There are no regulations on the import of medical appliances and no requirement of qualification of dealers. Imported pharmaceutical products and other technologies are subject to pre-shipment inspection by KIMADIA, a function that is currently outsourced to two foreign companies. All products are subject to quality testing, including local products, by the National Centre for Drug Control and Research (NCDCR) and the Central Public Health Laboratory, before they are released for distribution.

SAMARRA (the State Company for Drug and Medical Appliances) and NINEWA (the State Company for Drugs Industry and Medical Appliances) produce drugs to meet domestic demands. GlaxoSmithKline is setting up a production plant in the country in partnership with an Iraqi company, Modern Drug Industries. Public health funding

Public funding accounted for 80.5% of health spending in 2010. Private funding and International Donor Support were 18.7% and 0.8%, respectively. The public health workforce consumed 47% of MOH budget in 2010.

One area where MOH has made great gains is in increasing doctor salaries, which are roughly US$1,000 a month for starting doctors and go up to US$2,500 to US$3,000 for doctors with experience. The continued growth of dual practices suggests that while major gains have been achieved, doctors are still not making sufficiently competitive salaries since the cost of living in Iraq is also rapidly increasing. While a competitive salary will depend on the region of service, one estimate placed the necessary doctor salary for someone with moderate experience (7-8 years) at US$5,000 a month. There is also no performance-based merit pay system in place, although the MOH has apparently recommended this, according to the report.

New service delivery model

In line with the move toward devolution of power, Iraq’s current healthcare system is gradually evolving from a state-centric approach in healthcare provision to a hybrid approach that includes a combination of both public and private provision.

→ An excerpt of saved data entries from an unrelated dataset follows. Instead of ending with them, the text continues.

//! Metric data model for TCP queue statistics.
//!
//! Two metrics are produced per scrape:
//!
//! | name               | unit            | attributes                                   |
//! |--------------------|-----------------|----------------------------------------------|
//! | `tcp.queue.size`   | `By`            | `local_address`, `local_port`, `direction`   |
//! | `tcp.queue.length` | `{connections}` | `local_address`, `local_port`                |

use std::collections::BTreeMap;
use std::time::{SystemTime, UNIX_EPOCH};

use serde::{Deserialize, Serialize};

/// Name of the queued-bytes metric.
pub const TCP_QUEUE_SIZE: &str = "tcp.queue.size";
/// Name of the connection-count metric.
pub const TCP_QUEUE_LENGTH: &str = "tcp.queue.length";

/// Wall-clock time of a data point, in nanoseconds since the Unix epoch.
#[derive(Debug, Clone, Copy, PartialEq, Eq, PartialOrd, Ord, Serialize)]
#[serde(transparent)]
pub struct Timestamp(u64);

impl Timestamp {
    pub const fn from_unix_nanos(nanos: u64) -> Self {
        Self(nanos)
    }

    pub fn now() -> Self {
        Self::from(SystemTime::now())
    }

    pub const fn as_unix_nanos(self) -> u64 {
        self.0
    }
}

impl From<SystemTime> for Timestamp {
    fn from(time: SystemTime) -> Self {
        // Clocks before 1970 clamp to zero.
        let nanos = time
            .duration_since(UNIX_EPOCH)
            .map(|d| d.as_nanos())
            .unwrap_or(0);
        Self(u64::try_from(nanos).unwrap_or(u64::MAX))
    }
}

/// Queue direction for `tcp.queue.size`.
#[derive(Debug, Clone, Copy, PartialEq, Eq, Hash, Serialize)]
#[serde(rename_all = "lowercase")]
pub enum Direction {
    /// Bytes sent but not yet acknowledged
    Tx,
    /// Bytes received but not yet read by the application
    Rx,
}

impl Direction {
    pub const fn as_str(self) -> &'static str {
        match self {
            Self::Tx => "tx",
            Self::Rx => "rx",
        }
    }
}

/// Value of a data point attribute.
#[derive(Debug, Clone, PartialEq, Eq, Serialize)]
#[serde(untagged)]
pub enum AttributeValue {
    Str(String),
    Int(i64),
}

impl From<&str> for AttributeValue {
    fn from(s: &str) -> Self {
        Self::Str(s.to_string())
    }
}

impl From<u32> for AttributeValue {
    fn from(v: u32) -> Self {
        Self::Int(i64::from(v))
    }
}

/// One recorded value.
#[derive(Debug, Clone, PartialEq, Eq, Serialize)]
pub struct DataPoint {
    pub timestamp: Timestamp,
    pub value: u64,
    pub attributes: BTreeMap<&'static str, AttributeValue>,
}

impl DataPoint {
    /// Look up an attribute by key.
    pub fn attribute(&self, key: &str) -> Option<&AttributeValue> {
        self.attributes.get(key)
    }
}

/// A named gauge with its data points.
#[derive(Debug, Clone, PartialEq, Eq, Serialize)]
pub struct Metric {
    pub name: &'static str,
    pub description: &'static str,
    pub unit: &'static str,
    pub data_points: Vec<DataPoint>,
}

/// Batch of metrics emitted by one scrape.
#[derive(Debug, Clone, Default, PartialEq, Eq, Serialize)]
pub struct Metrics {
    pub metrics: Vec<Metric>,
}

impl Metrics {
    /// Number of metrics in the batch.
    pub fn metric_count(&self) -> usize {
        self.metrics.len()
    }

    /// Number of data points across all metrics.
    pub fn data_point_count(&self) -> usize {
        self.metrics.iter().map(|m| m.data_points.len()).sum()
    }

    pub fn is_empty(&self) -> bool {
        self.metrics.is_empty()
    }

    /// Find a metric by name.
    pub fn metric(&self, name: &str) -> Option<&Metric> {
        self.metrics.iter().find(|m| m.name == name)
    }
}

/// Per-metric switch.
#[derive(Debug, Clone, Copy, PartialEq, Eq, Serialize, Deserialize)]
#[serde(default, deny_unknown_fields)]
pub struct MetricConfig {
    pub enabled: bool,
}

impl Default for MetricConfig {
    fn default() -> Self {
        Self { enabled: true }
    }
}

/// Which metrics the builder records.
#[derive(Debug, Clone, Copy, Default, PartialEq, Eq, Serialize, Deserialize)]
#[serde(default, deny_unknown_fields)]
pub struct MetricsBuilderConfig {
    #[serde(rename = "tcp.queue.size")]
    pub tcp_queue_size: MetricConfig,
    #[serde(rename = "tcp.queue.length")]
    pub tcp_queue_length: MetricConfig,
}

/// Accumulates data points until [`emit`](Self::emit) is called.
#[derive(Debug, Clone)]
pub struct MetricsBuilder {
    config: MetricsBuilderConfig,
    queue_size: Vec<DataPoint>,
    queue_length: Vec<DataPoint>,
}

impl Default for MetricsBuilder {
    fn default() -> Self {
        Self::new(MetricsBuilderConfig::default())
    }
}

impl MetricsBuilder {
    pub fn new(config: MetricsBuilderConfig) -> Self {
        Self {
            config,
            queue_size: Vec::new(),
            queue_length: Vec::new(),
        }
    }

    pub fn config(&self) -> &MetricsBuilderConfig {
        &self.config
    }

    /// Record queued bytes for one socket and direction.
    pub fn record_tcp_queue_size_data_point(
        &mut self,
        timestamp: Timestamp,
        value: u64,
        local_address: &str,
        local_port: u32,
        direction: Direction,
    ) {
        if !self.config.tcp_queue_size.enabled {
            return;
        }
        let mut attributes = socket_attributes(local_address, local_port);
        attributes.insert("direction", direction.as_str().into());
        self.queue_size.push(DataPoint {
            timestamp,
            value,
            attributes,
        });
    }

    /// Record the connection count for one socket.
    pub fn record_tcp_queue_length_data_point(
        &mut self,
        timestamp: Timestamp,
        value: u64,
        local_address: &str,
        local_port: u32,
    ) {
        if !self.config.tcp_queue_length.enabled {
            return;
        }
        self.queue_length.push(DataPoint {
            timestamp,
            value,
            attributes: socket_attributes(local_address, local_port),
        });
    }

    /// Take everything recorded so far. Metrics without data points are
    /// left out, and the builder starts empty again.
    pub fn emit(&mut self) -> Metrics {
        let mut metrics = Vec::with_capacity(2);
        if !self.queue_size.is_empty() {
            metrics.push(Metric {
                name: TCP_QUEUE_SIZE,
                description: "Bytes waiting in TCP send and receive queues.",
                unit: "By",
                data_points: std::mem::take(&mut self.queue_size),
            });
        }
        if !self.queue_length.is_empty() {
            metrics.push(Metric {
                name: TCP_QUEUE_LENGTH,
                description: "Number of active TCP connections on the socket.",
                unit: "{connections}",
                data_points: std::mem::take(&mut self.queue_length),
            });
        }
        Metrics { metrics }
    }
}

fn socket_attributes(local_address: &str, local_port: u32) -> BTreeMap<&'static str, AttributeValue> {
    let mut attributes = BTreeMap::new();
    attributes.insert("local_address", local_address.into());
    attributes.insert("local_port", local_port.into());
    attributes
}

The sector is also moving away from a specialist model centred around hospitals to the primary health care model, including greater focus on promotive health.

Under this model, one or more family medicine organisations and their branches will provide preventative, diagnostic and curative services for a population of about 20,000. District health offices will lead health promotion.

This model will need an increase in physical facilities to reach the 2020 goal of:
- 2,000 family medicine organisations
- 100 general hospital organisations
- 20 tertiary services organisations

Under this proposed model, the health workforce of around 340,000 would be developed to counteract the current lack of skilled personnel. The population of Iraq is projected to reach 40 million by 2020/21 and the new service model reflects the need to serve such a demographic.

The next level of care will be delivered by General Hospital Organisations (GHOs), who will provide 24/7 emergency and referral services to a minimum of 400,000 people/GHO.

Conclusion

Iraq stands at 165 in the World Banks’ global ranking of 183 economies on the ease of doing business. While this ranking is indicative of the current business environment in the country, it is not entirely conclusive on the regulatory regime defining Iraq’s health care and pharmaceuticals industry in terms of registration, licensing, inspection, promotion and clinical trials, as well as selection, procurement and distribution of supplies, according to the report.

While the government is actively promoting foreign direct investment (FDI) through a set of benefits set out under the Investment Law No. 13 (2006) and its 2009 amendment, regulatory constraints, state-sanctioned monopoly in the pharmaceutical sub-sector, bias towards local providers, perceptions of corruption, political instability and unreliable national health data continue to constrain both Greenfield and Brownfield FDI. However, the progressive liberalisation of the trade regime towards WTO standards and greater openness of public procurement options and processes indicates the beginning of a more open healthcare market and national trading regime, with substantial implications for competition.